_Assignment_
Present each line of the entries below that holds the word "args".
----- Data -----
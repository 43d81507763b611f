//! Config command - show or initialize configuration

use crate::cli::args::{ConfigAction, ConfigArgs};
use crate::config::{Config, ConfigManager};
use crate::error::PrecacheResult;
use console::style;

/// Execute the config command
pub async fn execute(
    args: ConfigArgs,
    manager: &ConfigManager,
    config: &Config,
) -> PrecacheResult<()> {
    match args.action {
        None | Some(ConfigAction::Show) => show_config(config)?,
        Some(ConfigAction::Path) => println!("{}", manager.path().display()),
        Some(ConfigAction::Init { force }) => init_config(manager, force).await?,
    }
    Ok(())
}

fn show_config(config: &Config) -> PrecacheResult<()> {
    println!("{}", toml::to_string_pretty(config)?);
    println!("# caches: {}", ConfigManager::caches_dir(config).display());
    Ok(())
}

async fn init_config(manager: &ConfigManager, force: bool) -> PrecacheResult<()> {
    let path = manager.path();

    if path.exists() && !force {
        eprintln!(
            "{} Config already exists at {}",
            style("[SKIP]").yellow(),
            path.display()
        );
        eprintln!("{} Use --force to overwrite", style("Hint:").cyan());
        return Ok(());
    }

    manager.save(&Config::default()).await?;
    println!(
        "{} Configuration initialized at {}",
        style("[OK]").green(),
        path.display()
    );
    Ok(())
}
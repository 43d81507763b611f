//! In-process cache storage

use super::{Cache, CacheEntry, CacheStorage};
use crate::error::PrecacheResult;
use async_trait::async_trait;
use std::collections::{BTreeMap, HashMap};
use std::sync::Arc;
use tokio::sync::RwLock;

/// Cache storage held in memory; caches live as long as the storage
#[derive(Clone, Default)]
pub struct MemoryCacheStorage {
    caches: Arc<RwLock<HashMap<String, Arc<MemoryCache>>>>,
}

impl MemoryCacheStorage {
    pub fn new() -> Self {
        Self::default()
    }
}

#[async_trait]
impl CacheStorage for MemoryCacheStorage {
    async fn open(&self, name: &str) -> PrecacheResult<Arc<dyn Cache>> {
        let mut caches = self.caches.write().await;
        let cache: Arc<dyn Cache> = caches
            .entry(name.to_string())
            .or_insert_with(|| Arc::new(MemoryCache::new(name)))
            .clone();
        Ok(cache)
    }

    async fn has(&self, name: &str) -> PrecacheResult<bool> {
        Ok(self.caches.read().await.contains_key(name))
    }

    async fn keys(&self) -> PrecacheResult<Vec<String>> {
        let mut names: Vec<String> = self.caches.read().await.keys().cloned().collect();
        names.sort();
        Ok(names)
    }
}

/// A cache held in memory
pub struct MemoryCache {
    name: String,
    entries: RwLock<BTreeMap<String, CacheEntry>>,
}

impl MemoryCache {
    fn new(name: &str) -> Self {
        Self {
            name: name.to_string(),
            entries: RwLock::new(BTreeMap::new()),
        }
    }
}

#[async_trait]
impl Cache for MemoryCache {
    fn name(&self) -> &str {
        &self.name
    }

    async fn lookup(&self, key: &str) -> PrecacheResult<Option<CacheEntry>> {
        Ok(self.entries.read().await.get(key).cloned())
    }

    async fn insert_new(&self, entries: Vec<CacheEntry>) -> PrecacheResult<usize> {
        let mut map = self.entries.write().await;
        let mut stored = 0;
        for entry in entries {
            if map.contains_key(&entry.url) {
                continue;
            }
            map.insert(entry.url.clone(), entry);
            stored += 1;
        }
        Ok(stored)
    }

    async fn entries(&self) -> PrecacheResult<Vec<CacheEntry>> {
        Ok(self.entries.read().await.values().cloned().collect())
    }

    async fn len(&self) -> PrecacheResult<usize> {
        Ok(self.entries.read().await.len())
    }
}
-----
_Output for this task_
use crate::cli::args::{ConfigAction, ConfigArgs};
    args: ConfigArgs,
    match args.action {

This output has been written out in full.